Lihat ke Halaman Asli

Syukron Adzim

Menuliskan imajinasi

Hari Anak Nasional: Dari Anak Pekerja ke Anak Milineal

Diperbarui: 23 Juli 2019   19:51

Kompasiana adalah platform blog. Konten ini menjadi tanggung jawab bloger dan tidak mewakili pandangan redaksi Kompas.

Potret anak masa kolonial Belanda (Dok:Historia.id)

Hari Anak Nasional, satu dari sekian banyak momentum untuk mengingat pentingnya melindungi hak-hak anak.

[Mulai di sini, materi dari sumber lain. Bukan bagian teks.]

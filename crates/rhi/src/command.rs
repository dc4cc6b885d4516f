//! Command pool and command buffer management.
//!
//! - [`CommandPool`] owns a VkCommandPool for one queue family.
//! - [`CommandBuffer`] wraps a VkCommandBuffer with the recording calls the
//!   frame pipeline uses.
//! - [`CommandContext`] pairs a pool with one primary buffer. It is the unit
//!   of recording handed to a frame slot or the immediate channel.
//!
//! # Example
//!
//! ```no_run
//! use std::sync::Arc;
//! use vkpipe_rhi::device::Device;
//! use vkpipe_rhi::command::CommandContext;
//!
//! # fn example(device: Arc<Device>) -> Result<(), vkpipe_rhi::RhiError> {
//! let family = device.queue_families().graphics_family.unwrap_or(0);
//! let ctx = CommandContext::new(device, family)?;
//!
//! ctx.buffer().begin()?;
//! // ... record commands ...
//! ctx.buffer().end()?;
//! # Ok(())
//! # }
//! ```

use std::sync::Arc;

use ash::vk;
use tracing::debug;

use crate::device::Device;
use crate::error::{RhiError, RhiResult};

/// Vulkan command pool wrapper.
///
/// Command pools are not thread-safe; each recording context owns its own.
pub struct CommandPool {
    device: Arc<Device>,
    pool: vk::CommandPool,
    queue_family_index: u32,
}

impl CommandPool {
    /// Creates a pool whose buffers can be reset individually.
    pub fn new(device: Arc<Device>, queue_family_index: u32) -> RhiResult<Self> {
        let create_info = vk::CommandPoolCreateInfo::default()
            .queue_family_index(queue_family_index)
            .flags(vk::CommandPoolCreateFlags::RESET_COMMAND_BUFFER);

        let pool = unsafe { device.handle().create_command_pool(&create_info, None)? };

        debug!("Command pool created for queue family {}", queue_family_index);

        Ok(Self {
            device,
            pool,
            queue_family_index,
        })
    }

    #[inline]
    pub fn handle(&self) -> vk::CommandPool {
        self.pool
    }

    #[inline]
    pub fn queue_family_index(&self) -> u32 {
        self.queue_family_index
    }

    /// Allocates a primary command buffer from this pool.
    pub fn allocate_command_buffer(&self) -> RhiResult<vk::CommandBuffer> {
        let alloc_info = vk::CommandBufferAllocateInfo::default()
            .command_pool(self.pool)
            .level(vk::CommandBufferLevel::PRIMARY)
            .command_buffer_count(1);

        let buffers = unsafe { self.device.handle().allocate_command_buffers(&alloc_info)? };
        buffers
            .into_iter()
            .next()
            .ok_or_else(|| RhiError::InvalidHandle("empty command buffer allocation".into()))
    }
}

impl Drop for CommandPool {
    fn drop(&mut self) {
        unsafe {
            self.device.handle().destroy_command_pool(self.pool, None);
        }
        debug!(
            "Command pool destroyed for queue family {}",
            self.queue_family_index
        );
    }
}

/// Vulkan command buffer wrapper.
///
/// Does not own the VkCommandBuffer; it is freed with its pool.
pub struct CommandBuffer {
    device: Arc<Device>,
    buffer: vk::CommandBuffer,
}

impl CommandBuffer {
    pub fn new(device: Arc<Device>, pool: &CommandPool) -> RhiResult<Self> {
        let buffer = pool.allocate_command_buffer()?;
        Ok(Self { device, buffer })
    }

    #[inline]
    pub fn handle(&self) -> vk::CommandBuffer {
        self.buffer
    }

    /// Begins one-time-submit recording.
    ///
    /// The buffer's pool must allow individual resets; beginning implicitly
    /// discards earlier contents.
    pub fn begin(&self) -> RhiResult<()> {
        let begin_info = vk::CommandBufferBeginInfo::default()
            .flags(vk::CommandBufferUsageFlags::ONE_TIME_SUBMIT);

        unsafe {
            self.device
                .handle()
                .begin_command_buffer(self.buffer, &begin_info)?;
        }

        Ok(())
    }

    pub fn end(&self) -> RhiResult<()> {
        unsafe {
            self.device.handle().end_command_buffer(self.buffer)?;
        }

        Ok(())
    }

    pub fn reset(&self) -> RhiResult<()> {
        unsafe {
            self.device
                .handle()
                .reset_command_buffer(self.buffer, vk::CommandBufferResetFlags::empty())?;
        }

        Ok(())
    }

    /// Inserts a pipeline barrier made of image memory barriers.
    pub fn pipeline_barrier(
        &self,
        src_stage: vk::PipelineStageFlags,
        dst_stage: vk::PipelineStageFlags,
        image_barriers: &[vk::ImageMemoryBarrier],
    ) {
        unsafe {
            self.device.handle().cmd_pipeline_barrier(
                self.buffer,
                src_stage,
                dst_stage,
                vk::DependencyFlags::empty(),
                &[],
                &[],
                image_barriers,
            );
        }
    }

    /// Moves a whole color image from `old` to `new` layout.
    pub fn transition_color_image(
        &self,
        image: vk::Image,
        old: vk::ImageLayout,
        new: vk::ImageLayout,
    ) {
        let (src_access, src_stage) = layout_access(old);
        let (dst_access, dst_stage) = layout_access(new);
        let barrier = vk::ImageMemoryBarrier::default()
            .old_layout(old)
            .new_layout(new)
            .src_access_mask(src_access)
            .dst_access_mask(dst_access)
            .src_queue_family_index(vk::QUEUE_FAMILY_IGNORED)
            .dst_queue_family_index(vk::QUEUE_FAMILY_IGNORED)
            .image(image)
            .subresource_range(COLOR_RANGE);
        self.pipeline_barrier(src_stage, dst_stage, &[barrier]);
    }

    pub fn copy_buffer(&self, src: vk::Buffer, dst: vk::Buffer, regions: &[vk::BufferCopy]) {
        unsafe {
            self.device
                .handle()
                .cmd_copy_buffer(self.buffer, src, dst, regions);
        }
    }

    pub fn reset_queries(&self, pool: vk::QueryPool, first: u32, count: u32) {
        unsafe {
            self.device
                .handle()
                .cmd_reset_query_pool(self.buffer, pool, first, count);
        }
    }

    /// Writes a timestamp into `query` once `stage` is reached.
    pub fn write_timestamp(&self, stage: vk::PipelineStageFlags, pool: vk::QueryPool, query: u32) {
        unsafe {
            self.device
                .handle()
                .cmd_write_timestamp(self.buffer, stage, pool, query);
        }
    }

    /// Clears a whole color image that is in `layout`.
    pub fn clear_color_image(
        &self,
        image: vk::Image,
        layout: vk::ImageLayout,
        color: &vk::ClearColorValue,
    ) {
        unsafe {
            self.device.handle().cmd_clear_color_image(
                self.buffer,
                image,
                layout,
                color,
                &[COLOR_RANGE],
            );
        }
    }
}

/// First mip level and array layer of a color image.
pub const COLOR_RANGE: vk::ImageSubresourceRange = vk::ImageSubresourceRange {
    aspect_mask: vk::ImageAspectFlags::COLOR,
    base_mip_level: 0,
    level_count: 1,
    base_array_layer: 0,
    layer_count: 1,
};

fn layout_access(layout: vk::ImageLayout) -> (vk::AccessFlags, vk::PipelineStageFlags) {
    match layout {
        vk::ImageLayout::UNDEFINED => (
            vk::AccessFlags::empty(),
            vk::PipelineStageFlags::TOP_OF_PIPE,
        ),
        vk::ImageLayout::TRANSFER_DST_OPTIMAL => (
            vk::AccessFlags::TRANSFER_WRITE,
            vk::PipelineStageFlags::TRANSFER,
        ),
        vk::ImageLayout::COLOR_ATTACHMENT_OPTIMAL => (
            vk::AccessFlags::COLOR_ATTACHMENT_WRITE,
            vk::PipelineStageFlags::COLOR_ATTACHMENT_OUTPUT,
        ),
        vk::ImageLayout::PRESENT_SRC_KHR => (
            vk::AccessFlags::empty(),
            vk::PipelineStageFlags::BOTTOM_OF_PIPE,
        ),
        _ => (
            vk::AccessFlags::MEMORY_READ | vk::AccessFlags::MEMORY_WRITE,
            vk::PipelineStageFlags::ALL_COMMANDS,
        ),
    }
}

/// A command pool with one primary buffer.
pub struct CommandContext {
    // Freed with the pool, so dropped first
    buffer: CommandBuffer,
    pool: CommandPool,
}

impl CommandContext {
    pub fn new(device: Arc<Device>, queue_family_index: u32) -> RhiResult<Self> {
        let pool = CommandPool::new(device.clone(), queue_family_index)?;
        let buffer = CommandBuffer::new(device, &pool)?;
        Ok(Self { buffer, pool })
    }

    #[inline]
    pub fn buffer(&self) -> &CommandBuffer {
        &self.buffer
    }

    #[inline]
    pub fn pool(&self) -> &CommandPool {
        &self.pool
    }
}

Peringatan Hari Anak Nasional tahun ini, Kementerian Pemberdayaan Perempuan dan Perlindungan Anak (Kemen PPPA) mengangkat tema "Peran Keluarga Dalam Perlindungan Anak" dengan pesan utama Kita Anak Indonesia, Kita Gembira! #KitaGembira.

Munculnya hari anak nasional berawal dari pemikiran dari Presiden Soeharto mengenai nasib anak-anak Indonesia sebagai aset berharga bagi bangsa dan sudah sepantasnya untuk dilindungi. Oleh sebab itu, Presiden Soeharto melalui  Kepres No. 44 Tahun 1984 tentang Hari Anak Nasional menetapkan tanggal 23 Juli sebagai hari anak nasional.

"[...] dari Istana Negara ini, saya ingin menyampaikan ucapan selamat kepada seluruh anak Indonesia. Bergembiralah dan tumbuhlah menjadi anak-anak yang sehat, cerdas, taat kepada orang tua, patuh kepada bapak dan ibu guru, taqwa kepada Tuhan Yang Maha Esa dan cinta kepada Tanah Air kalian yang indah dan luas ini," ujar Soeharto ketika meneken keputusan Hari Anak Nasional 1984.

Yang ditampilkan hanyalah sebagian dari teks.